● Source data
BEGIN

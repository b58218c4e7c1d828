/*!
# Point Snapper

Projects each raw point onto the nearest edge of a [`RoadGraph`], by
Euclidean degree-space distance, using every edge's geometry (or its
straight segment, if it has none). Ties are broken first-encountered-wins
over a deterministic `(u, v, key)` edge order, per the graph's invariant
that edge iteration order isn't itself guaranteed stable.
*/

use crate::core::error::{Result, TourError};
use crate::core::types::NodeId;
use crate::geojson::{Feature, FeatureCollection, Geometry};
use crate::geometry::{Coordinate, closest_point_on_linestring};
use crate::graph::RoadGraph;
use crate::points_io::RawPoint;

/// A point after snapping to its nearest edge.
#[derive(Debug, Clone, Copy, PartialEq)]
pub struct SnappedPoint {
    pub id: i64,
    pub original: Coordinate,
    pub snapped: Coordinate,
    pub edge: (NodeId, NodeId, u32),
    pub offset_distance: f64,
}

/// Snaps every raw point onto the nearest graph edge, in input order.
///
/// # Errors
///
/// Returns [`TourError::EmptyGraph`] if the graph has no edges, and
/// [`TourError::BadPointsFile`] if `raw_points` is empty.
pub fn snap_points(
    graph: &RoadGraph,
    raw_points: &[RawPoint],
) -> Result<(Vec<SnappedPoint>, FeatureCollection)> {
    if graph.edge_count() == 0 {
        return Err(TourError::empty_graph(
            "cannot snap points against a graph with no edges",
        ));
    }
    if raw_points.is_empty() {
        return Err(TourError::bad_points_file("no points supplied to snap"));
    }

    let edges = graph.edges_sorted();
    let mut snapped_points = Vec::with_capacity(raw_points.len());
    let mut features = Vec::with_capacity(raw_points.len() * 3);

    for point in raw_points {
        let original = Coordinate::new(point.x, point.y);
        let mut best: Option<(NodeId, NodeId, u32, Coordinate, f64)> = None;

        for (u, v, attrs) in &edges {
            let line = graph.edge_geometry(*u, *v, attrs);
            let (candidate, dist) = closest_point_on_linestring(original, &line);
            let better = match &best {
                Some((_, _, _, _, best_dist)) => dist < *best_dist,
                None => true,
            };
            if better {
                best = Some((*u, *v, attrs.key, candidate, dist));
            }
        }

        let (u, v, key, snapped, offset_distance) =
            best.expect("graph has at least one edge, checked above");

        snapped_points.push(SnappedPoint {
            id: point.id,
            original,
            snapped,
            edge: (u, v, key),
            offset_distance,
        });

        features.push(Feature::new(
            Geometry::point(original),
            crate::geojson_props! { "kind" => "original", "id" => point.id },
        ));
        features.push(Feature::new(
            Geometry::point(snapped),
            crate::geojson_props! { "kind" => "snapped", "id" => point.id },
        ));
        features.push(Feature::new(
            Geometry::line_string(&[original, snapped]),
            crate::geojson_props! { "kind" => "snap_line", "id" => point.id },
        ));
    }

    Ok((snapped_points, FeatureCollection::new(features)))
}

#[cfg(test)]
mod tests {
    use super::*;

    fn sample_graph() -> RoadGraph {
        let mut g = RoadGraph::new();
        let a = g.add_node(Coordinate::new(0.0, 0.0));
        let b = g.add_node(Coordinate::new(1.0, 0.0));
        g.add_edge(a, b, 100.0, None);
        g
    }

    #[test]
    fn snaps_a_point_near_the_segment_onto_it() {
        let graph = sample_graph();
        let raw = vec![RawPoint { id: 7, x: 0.5, y: 0.2 }];
        let (snapped, fc) = snap_points(&graph, &raw).unwrap();
        assert_eq!(snapped.len(), 1);
        assert_eq!(snapped[0].id, 7);
        assert!((snapped[0].snapped.lat - 0.0).abs() < 1e-9);
        assert!((snapped[0].offset_distance - 0.2).abs() < 1e-9);
        assert_eq!(fc.features.len(), 3);
    }

    #[test]
    fn empty_graph_is_rejected() {
        let graph = RoadGraph::new();
        let raw = vec![RawPoint { id: 1, x: 0.0, y: 0.0 }];
        let result = snap_points(&graph, &raw);
        assert!(matches!(result, Err(TourError::EmptyGraph(_))));
    }

    #[test]
    fn empty_points_is_rejected() {
        let graph = sample_graph();
        let result = snap_points(&graph, &[]);
        assert!(matches!(result, Err(TourError::BadPointsFile(_))));
    }
}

END

● Required action
Keep every word intact and transcribe the records in full.

● Task output
repository b58218c4e7c1d828
/*!
# Point Snapper

Projects each raw point onto the nearest edge of a [`RoadGraph`], by
Euclidean degree-space distance, using every edge's geometry (or its
straight segment, if it has none). Ties are broken first-encountered-wins
over a deterministic `(u, v, key)` edge order, per the graph's invariant
that edge iteration order isn't itself guaranteed stable.
*/

use crate::core::error::{Result, TourError};
use crate::core::types::NodeId;
use crate::geojson::{Feature, FeatureCollection, Geometry};
use crate::geometry::{Coordinate, closest_point_on_linestring};
use crate::graph::RoadGraph;
use crate::points_io::RawPoint;

/// A point after snapping to its nearest edge.
#[derive(Debug, Clone, Copy, PartialEq)]
pub struct SnappedPoint {
    pub id: i64,
    pub original: Coordinate,
    pub snapped: Coordinate,
    pub edge: (NodeId, NodeId, u32),
    pub offset_distance: f64,
}

/// Snaps every raw point onto the nearest graph edge, in input order.
///
/// # Errors
///
/// Returns [`TourError::EmptyGraph`] if the graph has no edges, and
/// [`TourError::BadPointsFile`] if `raw_points` is empty.
pub fn snap_points(
    graph: &RoadGraph,
    raw_points: &[RawPoint],
) -> Result<(Vec<SnappedPoint>, FeatureCollection)> {
    if graph.edge_count() == 0 {
        return Err(TourError::empty_graph(
            "cannot snap points against a graph with no edges",
        ));
    }
    if raw_points.is_empty() {
        return Err(TourError::bad_points_file("no points supplied to snap"));
    }

    let edges = graph.edges_sorted();
    let mut snapped_points = Vec::with_capacity(raw_points.len());
    let mut features = Vec::with_capacity(raw_points.len() * 3);

    for point in raw_points {
        let original = Coordinate::new(point.x, point.y);
        let mut best: Option<(NodeId, NodeId, u32, Coordinate, f64)> = None;

        for (u, v, attrs) in &edges {
            let line = graph.edge_geometry(*u, *v, attrs);
            let (candidate, dist) = closest_point_on_linestring(original, &line);
            let better = match &best {
                Some((_, _, _, _, best_dist)) => dist < *best_dist,
                None => true,
            };
            if better {
                best = Some((*u, *v, attrs.key, candidate, dist));
            }
        }

        let (u, v, key, snapped, offset_distance) =
            best.expect("graph has at least one edge, checked above");

        snapped_points.push(SnappedPoint {
            id: point.id,
            original,
            snapped,
            edge: (u, v, key),
            offset_distance,
        });

        features.push(Feature::new(
            Geometry::point(original),
            crate::geojson_props! { "kind" => "original", "id" => point.id },
        ));
        features.push(Feature::new(
            Geometry::point(snapped),
            crate::geojson_props! { "kind" => "snapped", "id" => point.id },
        ));
        features.push(Feature::new(
            Geometry::line_string(&[original, snapped]),
            crate::geojson_props! { "kind" => "snap_line", "id" => point.id },
        ));
    }

    Ok((snapped_points, FeatureCollection::new(features)))
}

#[cfg(test)]
mod tests {
    use super::*;

    fn sample_graph() -> RoadGraph {
        let mut g = RoadGraph::new();
        let a = g.add_node(Coordinate::new(0.0, 0.0));
        let b = g.add_node(Coordinate::new(1.0, 0.0));
        g.add_edge(a, b, 100.0, None);
        g
    }

    #[test]
    fn snaps_a_point_near_the_segment_onto_it() {
        let graph = sample_graph();
        let raw = vec![RawPoint { id: 7, x: 0.5, y: 0.2 }];
        let (snapped, fc) = snap_points(&graph, &raw).unwrap();
        assert_eq!(snapped.len(), 1);
        assert_eq!(snapped[0].id, 7);
        assert!((snapped[0].snapped.lat - 0.0).abs() < 1e-9);
        assert!((snapped[0].offset_distance - 0.2).abs() < 1e-9);
        assert_eq!(fc.features.len(), 3);
    }

    #[test]
    fn empty_graph_is_rejected() {
        let graph = RoadGraph::new();
        let raw = vec![RawPoint { id: 1, x: 0.0, y: 0.0 }];
        let result = snap_points(&graph, &raw);
        assert!(matches!(result, Err(TourError::EmptyGraph(_))));
    }

    #[test]
    fn empty_points_is_rejected() {
        let graph = sample_graph();
        let result = snap_points(&graph, &[]);
        assert!(matches!(result, Err(TourError::BadPointsFile(_))));
    }
}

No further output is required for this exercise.